Logstash adding duplicate rows for every run

Hello World,
We implemented a solution to push Microsoft SQL Data in form of simple rows from SQL Server to Logstash which will index the data to Elasticsearch. The data (SQL rows and columns) are getting successfully by using a simple jdbc plugin to logstash and logstash indexing the data to elasticsearch. But, everytime we try to pump the data (same data) what its doing is adding duplicate records with same data but "with different _id". SO everytime we pump the data from our client to logstash its keep on duplicating the records and its becoming messier. So we tried to get the @uuid setup (https://www.elastic.co/guide/en/logstash/current/plugins-filters-uuid.html) in place to fix this duplicating issue but that didnt solved the issue.

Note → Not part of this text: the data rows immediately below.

#[cfg(test)]
#[allow(clippy::unwrap_used)]
mod tests {
    use pretty_assertions::assert_eq;
    use secrecy::ExposeSecret;

    use super::*;

    fn no_env(_: &str) -> Option<String> {
        None
    }

    fn no_keyring(_: SecretKind) -> Option<String> {
        None
    }

    fn plaintext_profile() -> Profile {
        Profile {
            cloud: Some("zscalertwo".into()),
            username: Some("admin@example.com".into()),
            password: Some("plain-pw".into()),
            api_key: Some("plainapikey0".into()),
            ..Profile::default()
        }
    }

    #[test]
    fn plaintext_is_the_last_resort() {
        let creds =
            resolve_credentials_with(&plaintext_profile(), "default", no_env, no_keyring).unwrap();
        assert_eq!(creds.username, "admin@example.com");
        assert_eq!(creds.password.expose_secret(), "plain-pw");
        assert_eq!(creds.api_key.expose_secret(), "plainapikey0");
    }

    #[test]
    fn env_beats_keyring_beats_plaintext() {
        let env = |name: &str| (name == PASSWORD_ENV).then(|| "env-pw".to_owned());
        let keyring = |kind: SecretKind| (kind == SecretKind::ApiKey).then(|| "keyringkey00".to_owned());
        let creds = resolve_credentials_with(&plaintext_profile(), "default", env, keyring).unwrap();
        assert_eq!(creds.password.expose_secret(), "env-pw");
        assert_eq!(creds.api_key.expose_secret(), "keyringkey00");
    }

    #[test]
    fn custom_api_key_env_is_consulted_first() {
        let profile = Profile {
            api_key_env: Some("TENANT_B_KEY".into()),
            ..plaintext_profile()
        };
        let env = |name: &str| match name {
            "TENANT_B_KEY" => Some("tenantbkey00".to_owned()),
            API_KEY_ENV => Some("generickey00".to_owned()),
            _ => None,
        };
        let creds = resolve_credentials_with(&profile, "b", env, no_keyring).unwrap();
        assert_eq!(creds.api_key.expose_secret(), "tenantbkey00");
    }

    #[test]
    fn missing_secret_names_what_is_missing() {
        let profile = Profile {
            api_key: None,
            ..plaintext_profile()
        };
        let err = resolve_credentials_with(&profile, "lab", no_env, no_keyring).unwrap_err();
        assert_eq!(err.to_string(), "no API key configured for profile 'lab'");
    }

    #[test]
    fn base_url_precedence() {
        let env = |name: &str| (name == CLOUD_ENV).then(|| "zscalerbeta".to_owned());
        let mut profile = Profile::default();
        assert_eq!(
            resolve_base_url(&profile, env).unwrap().as_str(),
            "https://zsapi.zscalerbeta.net/api/v1/"
        );

        profile.cloud = Some("zscalertwo".into());
        assert_eq!(
            resolve_base_url(&profile, env).unwrap().as_str(),
            "https://zsapi.zscalertwo.net/api/v1/"
        );

        profile.base_url = Some("http://127.0.0.1:9000/api/v1/".into());
        assert_eq!(
            resolve_base_url(&profile, env).unwrap().as_str(),
            "http://127.0.0.1:9000/api/v1/"
        );
    }

    #[test]
    fn unknown_cloud_is_rejected() {
        let profile = Profile {
            cloud: Some("zscalerten".into()),
            ..Profile::default()
        };
        assert!(matches!(
            resolve_base_url(&profile, no_env),
            Err(ConfigError::Validation { .. })
        ));
    }

    #[test]
    fn activation_env_overrides_profile() {
        let profile = Profile {
            activation: Some(true),
            activation_delay: Some("500ms".into()),
            ..Profile::default()
        };
        let settings = resolve_activation(&profile, no_env).unwrap();
        assert!(settings.enabled);
        assert_eq!(settings.delay, Duration::from_millis(500));

        let env = |name: &str| (name == ACTIVATION_ENV).then(|| "false".to_owned());
        assert!(!resolve_activation(&profile, env).unwrap().enabled);
    }

    #[test]
    fn bad_activation_delay_is_a_validation_error() {
        let profile = Profile {
            activation_delay: Some("soon".into()),
            ..Profile::default()
        };
        assert!(resolve_activation(&profile, no_env).is_err());
    }

    #[test]
    fn transport_honours_tls_overrides() {
        let profile = Profile {
            insecure: Some(true),
            timeout: Some(5),
            ..Profile::default()
        };
        let transport = resolve_transport(&profile, 60);
        assert!(matches!(transport.tls, TlsMode::DangerAcceptInvalid));
        assert_eq!(transport.timeout, Duration::from_secs(5));
        assert!(transport.cookie_jar.is_some());
    }

    #[test]
    fn config_round_trips_through_toml_file() {
        let dir = tempfile::tempdir().unwrap();
        let path = dir.path().join("nested").join("config.toml");

        let mut cfg = Config::default();
        cfg.profiles.insert("default".into(), plaintext_profile());
        save_config_to(&cfg, &path).unwrap();

        let loaded = load_config_from(&path).unwrap();
        assert_eq!(loaded.profiles["default"], plaintext_profile());
        assert_eq!(loaded.profile_name(None), "default");
        assert_eq!(loaded.profile_name(Some("lab")), "lab");
        assert!(loaded.profile("lab").is_err());
    }

    #[test]
    fn missing_file_loads_defaults() {
        let dir = tempfile::tempdir().unwrap();
        let cfg = load_config_from(&dir.path().join("absent.toml")).unwrap();
        assert_eq!(cfg.defaults.output, "table");
        assert!(cfg.profiles.is_empty());
    }
}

Its keep on duplicating the data with new "_id" & new "@uiid" values.
We tried many combinations of @uuid setups, non of them worked.
One of the blogger said if we can get a column inSQL with name "_id" then logstahs wont create this unique identifier with random values (had to try this)
Any inputs is appreciated here..

Thanks
Vikram Y

The elasticsearch output's document_id option can be used to set the id of the document in ES. If you pick a document id that can remain constant each time you fetch the data from the database then Logstash has a chance to update the existing documents instead of creating new ones. If the source database table has a primary key then that's what you'd use. Otherwise you'll have to find some other set of columns that won't change as the rows of the source table are updated.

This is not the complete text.